2.    This Guaranty shall in all respects be a continuing, irrevocable, absolute
and unconditional guaranty, and shall remain in full force and effect
(notwithstanding, without limitation, the dissolution of the Guarantor or that
at any time or from time to time no Liabilities are outstanding) until all
commitments to create Liabilities have terminated and all Liabilities have been
paid in full.

3.    The Guarantor further agrees that if at any time all or any part of any
payment theretofore applied by the Bank to any of the Liabilities is or must be
rescinded or returned by the Bank for any reason whatsoever (including the
insolvency, bankruptcy or reorganization of LRI or the Guarantor), such
Liabilities shall, for the purposes of this Guaranty, to the extent that such
payment is or must be rescinded or returned, be deemed to have continued in
existence, notwithstanding such application by the Bank, and this Guaranty shall
continue to be effective or be reinstated, as the case may be, as to such
Liabilities, all as though such application by the Bank had not been made.

4.    The Bank may, from time to time, at its sole discretion and without notice
to the Guarantor, take any or all of the following actions: (a) retain or obtain
a security interest in any property to secure any of the Liabilities or any
obligation hereunder, (b) retain or obtain the primary or secondary obligation
of any obligor or obligors, in addition to the Guarantor, with respect to any of
the Liabilities, (c) extend or renew any of the Liabilities for one or more
periods (whether or not longer than the original period), alter or exchange any
of the Liabilities, or release or compromise any obligation of the Guarantor
hereunder or any obligation of any nature of any other obligor with respect to
any of the Liabilities, (d) release its security interest in, or surrender,
release or permit any substitution or exchange for, all or any part of any
property securing any of the Liabilities or any obligation hereunder, or extend
or renew for one or more periods (whether or not longer than the original
period) or release, compromise, alter or exchange any obligations of any nature
of any obligor with respect to any such property, and (e) resort to the
Guarantor for payment of any of the Liabilities when due, whether or not the
Bank shall have resorted to any property securing any of the Liabilities or any
obligation hereunder or shall have proceeded against any other obligor primarily
or secondarily obligated with respect to any of the Liabilities.

5.    The Guarantor hereby expressly waives: (a) notice of the acceptance by the
Bank of this Guaranty, (b) notice of the existence or creation or non-payment of
all or any of the Liabilities, (c) presentment, demand, notice
<PAGE>

of dishonor, protest, and all other notices whatsoever, and (d) all diligence in
collection or protection of or realization upon any Liabilities or any security
for or guaranty of any Liabilities.

6.    Notwithstanding any payment made by or for the account of the Guarantor
pursuant to this Guaranty, the Guarantor shall not be subrogated to any right of
the Bank until such time as the Bank shall have received final payment in cash
of the full amount of all Liabilities.

7.    The Guarantor further agrees to pay all expenses (including the reasonable
attorneys' fees and charges including that of internal counsel) paid or incurred
by the Bank in endeavoring to collect the Liabilities, or any part thereof, and
in enforcing this Guaranty against the Guarantor.

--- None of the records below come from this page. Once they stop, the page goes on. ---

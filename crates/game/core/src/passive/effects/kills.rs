use crate::passive::{PassiveContext, PassiveEffect, Shot};
use crate::state::TargetId;

/// Each kill during combat speeds the owner up, up to `max_stacks`.
/// Stacks and speed reset when combat ends.
#[derive(Clone, Debug)]
pub struct Bloodlust {
    haste_per_kill: f32,
    max_stacks: u32,
    stacks: u32,
    saved_base: Option<f32>,
}

impl Bloodlust {
    pub fn new(haste_per_kill: f32, max_stacks: u32) -> Self {
        Self {
            haste_per_kill,
            max_stacks,
            stacks: 0,
            saved_base: None,
        }
    }

    pub fn stacks(&self) -> u32 {
        self.stacks
    }
}

impl PassiveEffect for Bloodlust {
    fn name(&self) -> &'static str {
        "bloodlust"
    }

    fn on_enemy_killed(&mut self, ctx: &mut PassiveContext<'_>, _target: TargetId) {
        // Late projectiles landing after combat end must not leave a buff behind.
        if !ctx.combat_active() || self.stacks >= self.max_stacks {
            return;
        }
        let owner = ctx.owner();
        let Some(stats) = ctx.owner_stats_mut() else {
            return;
        };
        let baseline = *self.saved_base.get_or_insert(stats.base_fire_interval);
        self.stacks += 1;
        stats.base_fire_interval =
            baseline / (1.0 + self.haste_per_kill).powi(self.stacks as i32);
        ctx.refresh_fire_interval(owner);
    }

    fn on_combat_end(&mut self, ctx: &mut PassiveContext<'_>) {
        self.stacks = 0;
        let Some(baseline) = self.saved_base.take() else {
            return;
        };
        let owner = ctx.owner();
        if let Some(stats) = ctx.owner_stats_mut() {
            stats.base_fire_interval = baseline;
        }
        ctx.refresh_fire_interval(owner);
    }
}

/// A kill primes the owner's next cast with bonus damage.
#[derive(Clone, Debug)]
pub struct Executioner {
    bonus_damage: f32,
    primed: bool,
}

impl Executioner {
    pub fn new(bonus_damage: f32) -> Self {
        Self {
            bonus_damage,
            primed: false,
        }
    }
}

impl PassiveEffect for Executioner {
    fn name(&self) -> &'static str {
        "executioner"
    }

    fn on_enemy_killed(&mut self, _ctx: &mut PassiveContext<'_>, _target: TargetId) {
        self.primed = true;
    }

    fn on_dice_fire(&mut self, _ctx: &mut PassiveContext<'_>, shot: &mut Shot) {
        if std::mem::take(&mut self.primed) {
            shot.add(self.bonus_damage);
        }
    }

    fn on_combat_end(&mut self, _ctx: &mut PassiveContext<'_>) {
        self.primed = false;
    }
}
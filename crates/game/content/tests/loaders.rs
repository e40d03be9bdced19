use std::fs;

use dice_content::{ConfigLoader, ContentFactory, DiceLoader};
use dice_core::{CombatConfig, PassiveKind, Rarity};

const CATALOG: &str = r#"
DiceCatalog(
    dice: [
        (
            id: "storm",
            name: "Storm Die",
            rarity: Rare,
            sides: 6,
            base_damage: 1.5,
            fire_interval: 1.0,
            luck: 40.0,
            max_upgrade_level: 3,
            passive: Some(ChainLightning(ratio: 0.3, range: 3.0)),
        ),
        (
            id: "drum",
            name: "Drum",
            sides: 4,
            base_damage: 0.0,
            fire_interval: 1.0,
            max_upgrade_level: 2,
            passive: Some(AttackSpeedAura(bonus: 0.2, bonus_per_level: 0.05)),
            can_attack: false,
        ),
    ],
)
"#;

#[test]
fn builtin_catalog_covers_every_passive() {
    let catalog = DiceLoader::builtin().expect("built-in catalog should load");

    for name in [
        "chain_lightning",
        "heal",
        "shield",
        "crit_boost",
        "frenzy",
        "attack_speed_aura",
        "support_damage",
        "amplifier",
        "bloodlust",
        "growth",
        "gambler",
        "vampiric",
        "overcharge",
        "executioner",
    ] {
        assert!(
            catalog.with_passive_named(name).is_some(),
            "no built-in dice carries `{name}`"
        );
    }
    assert!(catalog.attackers().count() < catalog.len());
}

#[test]
fn loads_catalog_with_defaults_from_disk() {
    let dir = tempfile::tempdir().unwrap();
    let path = dir.path().join("dice.ron");
    fs::write(&path, CATALOG).unwrap();

    let catalog = DiceLoader::load(&path).unwrap();
    assert_eq!(catalog.len(), 2);

    let storm = catalog.get("storm").unwrap();
    assert_eq!(storm.rarity, Rarity::Rare);
    assert_eq!(
        storm.passive,
        Some(PassiveKind::ChainLightning {
            ratio: 0.3,
            range: 3.0
        })
    );
    assert!(storm.can_attack);
    assert_eq!(storm.crit_chance, 0.0);

    let drum = catalog.get("drum").unwrap();
    assert_eq!(drum.rarity, Rarity::Common);
    assert!(!drum.can_attack);
}

#[test]
fn invalid_templates_fail_with_file_context() {
    let dir = tempfile::tempdir().unwrap();
    let path = dir.path().join("dice.ron");
    fs::write(&path, CATALOG.replace("sides: 4", "sides: 0")).unwrap();

    let err = DiceLoader::load(&path).unwrap_err();
    let message = format!("{err:#}");
    assert!(message.contains("dice.ron"), "{message}");
    assert!(message.contains("zero sides"), "{message}");
}

#[test]
fn duplicate_and_malformed_catalogs_are_rejected() {
    let duplicated = CATALOG.replace("id: \"drum\"", "id: \"storm\"");
    let err = DiceLoader::parse(&duplicated).unwrap_err();
    assert!(err.to_string().contains("more than once"));

    assert!(DiceLoader::parse("DiceCatalog(dice: [(id: \"x\")])").is_err());
    assert!(DiceLoader::load(std::path::Path::new("/definitely/missing.ron")).is_err());
}

#[test]
fn config_defaults_fill_missing_keys() {
    let config = ConfigLoader::parse("adjacency_radius = 2.5").unwrap();
    assert_eq!(config.adjacency_radius, 2.5);
    assert_eq!(config.crit_multiplier, CombatConfig::DEFAULT_CRIT_MULTIPLIER);
    assert_eq!(config.max_casts_per_tick, CombatConfig::DEFAULT_MAX_CASTS_PER_TICK);

    assert!(ConfigLoader::parse("max_casts_per_tick = 0").is_err());
    assert!(ConfigLoader::parse("adjacency_radius = \"far\"").is_err());
}

#[test]
fn factory_reads_a_data_directory() {
    let dir = tempfile::tempdir().unwrap();
    fs::write(dir.path().join("dice.ron"), CATALOG).unwrap();

    let factory = ContentFactory::new(dir.path());
    assert_eq!(factory.load_config().unwrap(), CombatConfig::default());
    assert_eq!(factory.load_catalog().unwrap().len(), 2);

    fs::write(dir.path().join("combat.toml"), "crit_multiplier = 3.0\n").unwrap();
    assert_eq!(factory.load_config().unwrap().crit_multiplier, 3.0);
}
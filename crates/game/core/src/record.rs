//! Observable side effects of combat resolution.
//!
//! The board appends an [`EffectRecord`] for every projectile, hit, heal, and
//! shield it produces (including those produced by passives). Hosts drain the
//! log each frame to drive floating numbers, VFX, or an event bus.

use crate::env::Projectile;
use crate::state::{DiceId, TargetId};

/// Damage that landed on a target.
#[derive(Clone, Copy, Debug, PartialEq)]
#[cfg_attr(feature = "serde", derive(serde::Serialize, serde::Deserialize))]
pub struct HitReport {
    pub source: DiceId,
    pub target: TargetId,
    pub dealt: f32,
    pub killed: bool,
}

#[derive(Clone, Debug, PartialEq)]
#[cfg_attr(feature = "serde", derive(serde::Serialize, serde::Deserialize))]
pub enum EffectRecord {
    ProjectileEmitted(Projectile),
    /// A projectile resolved against its target.
    Hit(HitReport),
    /// Independent damage caused by an on-hit effect (chains, splashes).
    /// Secondary hits never re-trigger on-hit hooks.
    SecondaryHit(HitReport),
    Healed { source: DiceId, amount: f32 },
    Shielded { source: DiceId, amount: f32 },
    /// Damage was computed but nothing could carry it.
    CastDropped { source: DiceId, damage: f32 },
}
//! Deterministic dice combat and passive resolution.
//!
//! `dice-core` turns placed dice into periodic damage, heal, and shield
//! output. Every mutation flows through [`board::Board`]: placement, removal,
//! merge, combat phase changes, and the per-frame clock that drives each
//! unit's [`unit::FireLoop`]. Passive abilities plug in through the
//! [`passive::PassiveEffect`] hook trait.
//!
//! The crate performs no I/O and never blocks. Targets, projectiles, and the
//! player are injected through [`env::CombatEnv`]; randomness through
//! [`env::DiceRng`], so a seeded board replays identically.
pub mod board;
pub mod config;
pub mod env;
pub mod error;
pub mod passive;
pub mod record;
pub mod state;
pub mod stats;
pub mod template;
pub mod unit;

pub use board::{Board, BoardSnapshot, FireOutcome, FireReport, MergeReport, UnitSnapshot};
pub use config::CombatConfig;
pub use env::{
    CombatEnv, DamageOutcome, DiceRng, InstantProjectiles, PcgRng, PlayerLedger, PlayerVitals,
    Projectile, ProjectileDispatch, ProjectileFate, TargetPool, TargetProvider, TargetState,
};
pub use error::{BoardError, ErrorSeverity, GameError, TemplateError};
pub use passive::{BuffLedger, PassiveContext, PassiveEffect, PassiveKind, Shot};
pub use record::{EffectRecord, HitReport};
pub use state::{DiceId, Position, TargetId};
pub use stats::RuntimeDiceStats;
pub use template::{DiceTemplate, Rarity};
pub use unit::{DiceUnit, FireLoop, FireState, UnitStore};
//! Test doubles shared by the dice-core integration tests.
#![allow(dead_code)]

use std::collections::VecDeque;
use std::sync::atomic::{AtomicU32, Ordering};
use std::sync::{Arc, Mutex};

use dice_core::{
    DamageOutcome, DiceId, DiceRng, PassiveContext, PassiveEffect, PcgRng, PlayerLedger,
    PlayerVitals, Position, Shot, TargetId, TargetPool, TargetProvider,
};

/// RNG with scripted face rolls and uniform draws.
///
/// Once a queue runs dry it falls back to values that never crit and never
/// multicast: face 1 and draw 0.999.
#[derive(Debug, Default)]
pub struct ScriptedRng {
    faces: VecDeque<u32>,
    draws: VecDeque<f32>,
}

impl ScriptedRng {
    pub fn new(faces: impl IntoIterator<Item = u32>, draws: impl IntoIterator<Item = f32>) -> Self {
        Self {
            faces: faces.into_iter().collect(),
            draws: draws.into_iter().collect(),
        }
    }
}

impl DiceRng for ScriptedRng {
    fn next_u32(&mut self) -> u32 {
        0
    }

    fn next_f32(&mut self) -> f32 {
        self.draws.pop_front().unwrap_or(0.999)
    }

    fn roll_die(&mut self, sides: u32) -> u32 {
        self.faces.pop_front().unwrap_or(1).clamp(1, sides.max(1))
    }
}

/// Seeded PCG that counts every draw.
#[derive(Debug)]
pub struct CountingRng {
    inner: PcgRng,
    pub draws: Arc<AtomicU32>,
}

impl CountingRng {
    pub fn new(seed: u64) -> (Self, Arc<AtomicU32>) {
        let draws = Arc::new(AtomicU32::new(0));
        (
            Self {
                inner: PcgRng::seeded(seed),
                draws: Arc::clone(&draws),
            },
            draws,
        )
    }
}

impl DiceRng for CountingRng {
    fn next_u32(&mut self) -> u32 {
        self.draws.fetch_add(1, Ordering::SeqCst);
        self.inner.next_u32()
    }
}

/// Target pool the test keeps a handle to after handing it to a board.
#[derive(Clone, Debug, Default)]
pub struct SharedPool(pub Arc<Mutex<TargetPool>>);

impl SharedPool {
    pub fn spawn(&self, position: Position, health: f32) -> TargetId {
        self.0.lock().unwrap().spawn(position, health)
    }

    pub fn health_of(&self, id: TargetId) -> Option<f32> {
        self.0.lock().unwrap().health_of(id)
    }
}

impl TargetProvider for SharedPool {
    fn has_any_target(&self) -> bool {
        self.0.lock().unwrap().has_any_target()
    }

    fn pick_arbitrary_target(&mut self) -> Option<TargetId> {
        self.0.lock().unwrap().pick_arbitrary_target()
    }

    fn nearest_other_target(&self, excluding: TargetId, max_range: f32) -> Option<TargetId> {
        self.0
            .lock()
            .unwrap()
            .nearest_other_target(excluding, max_range)
    }

    fn apply_damage(&mut self, target: TargetId, amount: f32) -> Option<DamageOutcome> {
        self.0.lock().unwrap().apply_damage(target, amount)
    }

    fn position_of(&self, target: TargetId) -> Option<Position> {
        self.0.lock().unwrap().position_of(target)
    }
}

#[derive(Clone, Debug, Default)]
pub struct SharedPlayer(pub Arc<Mutex<PlayerLedger>>);

impl SharedPlayer {
    pub fn ledger(&self) -> PlayerLedger {
        *self.0.lock().unwrap()
    }
}

impl PlayerVitals for SharedPlayer {
    fn heal(&mut self, amount: f32) {
        self.0.lock().unwrap().heal(amount);
    }

    fn add_shield(&mut self, amount: f32) {
        self.0.lock().unwrap().add_shield(amount);
    }
}

/// Per-hook invocation counts.
#[derive(Clone, Debug, Default, PartialEq)]
pub struct HookCounts {
    pub spawn: u32,
    pub fire: u32,
    pub removed: u32,
    pub hit: u32,
    pub killed: u32,
    pub merged: Vec<(DiceId, DiceId)>,
    pub combat_start: u32,
    pub combat_end: u32,
    pub neighbor_fire: u32,
    pub neighbor_spawn: Vec<DiceId>,
    pub neighbor_removed: Vec<DiceId>,
}

/// Passive that only records which hooks ran. Optionally skips every cast.
#[derive(Debug, Default)]
pub struct Recorder {
    pub counts: Arc<Mutex<HookCounts>>,
    pub skip_every_cast: bool,
}

impl Recorder {
    pub fn new() -> (Box<dyn PassiveEffect>, Arc<Mutex<HookCounts>>) {
        let counts = Arc::new(Mutex::new(HookCounts::default()));
        let recorder = Self {
            counts: Arc::clone(&counts),
            skip_every_cast: false,
        };
        (Box::new(recorder), counts)
    }

    pub fn skipping() -> (Box<dyn PassiveEffect>, Arc<Mutex<HookCounts>>) {
        let counts = Arc::new(Mutex::new(HookCounts::default()));
        let recorder = Self {
            counts: Arc::clone(&counts),
            skip_every_cast: true,
        };
        (Box::new(recorder), counts)
    }
}

impl PassiveEffect for Recorder {
    fn name(&self) -> &'static str {
        "recorder"
    }

    fn on_dice_spawn(&mut self, _ctx: &mut PassiveContext<'_>) {
        self.counts.lock().unwrap().spawn += 1;
    }

    fn on_dice_fire(&mut self, _ctx: &mut PassiveContext<'_>, shot: &mut Shot) {
        self.counts.lock().unwrap().fire += 1;
        if self.skip_every_cast {
            shot.skip();
        }
    }

    fn on_dice_removed(&mut self, _ctx: &mut PassiveContext<'_>) {
        self.counts.lock().unwrap().removed += 1;
    }

    fn on_enemy_hit(&mut self, _ctx: &mut PassiveContext<'_>, _target: TargetId, _dealt: &mut f32) {
        self.counts.lock().unwrap().hit += 1;
    }

    fn on_enemy_killed(&mut self, _ctx: &mut PassiveContext<'_>, _target: TargetId) {
        self.counts.lock().unwrap().killed += 1;
    }

    fn on_dice_merged(&mut self, _ctx: &mut PassiveContext<'_>, consumed: DiceId, survivor: DiceId) {
        self.counts.lock().unwrap().merged.push((consumed, survivor));
    }

    fn on_combat_start(&mut self, _ctx: &mut PassiveContext<'_>) {
        self.counts.lock().unwrap().combat_start += 1;
    }

    fn on_combat_end(&mut self, _ctx: &mut PassiveContext<'_>) {
        self.counts.lock().unwrap().combat_end += 1;
    }

    fn on_neighbor_fire(&mut self, _ctx: &mut PassiveContext<'_>, _fired: DiceId, _shot: &mut Shot) {
        self.counts.lock().unwrap().neighbor_fire += 1;
    }

    fn on_neighbor_spawn(&mut self, _ctx: &mut PassiveContext<'_>, neighbor: DiceId) {
        self.counts.lock().unwrap().neighbor_spawn.push(neighbor);
    }

    fn on_neighbor_removed(&mut self, _ctx: &mut PassiveContext<'_>, neighbor: DiceId) {
        self.counts.lock().unwrap().neighbor_removed.push(neighbor);
    }
}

8.    The creation or existence from time to time of additional Liabilities to
the Bank is hereby authorized, without notice to the Guarantor, and shall in no
way affect or impair the rights of the Bank or the obligations of the Guarantor
under this Guaranty, including the Guarantor's guaranty of such additional
Liabilities.

9.    Subject to the limitations contained in Section 12(a) of the Purchase
Agreement, the Bank may from time to time without notice to the Guarantor,
assign or transfer any or all of the Liabilities or any interest therein.
Notwithstanding any such assignment or transfer or any subsequent assignment or
transfer thereof, such Liabilities shall be and remain Liabilities for the
purposes of this Guaranty, and each and every immediate and successive assignee
or transferee of any of the Liabilities or of any interest therein shall, to the
extent of the interest of such assignee or transferee in the Liabilities, be
entitled to the benefits of this Guaranty to the same extent as if such assignee
or transferee were the Bank.

10.   No delay on the part of the Bank in the exercise of any right or remedy
shall operate as a waiver thereof, and no single or partial exercise by the Bank
of any right or remedy shall preclude other or further exercise thereof or the
exercise of any other right or remedy; nor shall any modification or waiver of
any provision of this Guaranty be binding upon the Bank, except as expressly set
forth in a writing duly signed and delivered by the Bank. No action of the Bank
permitted hereunder shall in any way affect or impair the rights of the Bank or
the obligations of the Guarantor under this Guaranty. For purposes of this
Guaranty, Liabilities shall include all obligations of LRI to the Bank,
notwithstanding any right or power of LRI or anyone else to assert any claim or
defense as to the invalidity or lack of enforceability of any such obligation,
and no such claim or defense shall affect or impair the obligations of the
Guarantor hereunder.

11.   This Guaranty shall be binding upon the Guarantor and the successors and
assigns of the Guarantor. All references herein to LRI shall be deemed to
include any successor or successors to LRI.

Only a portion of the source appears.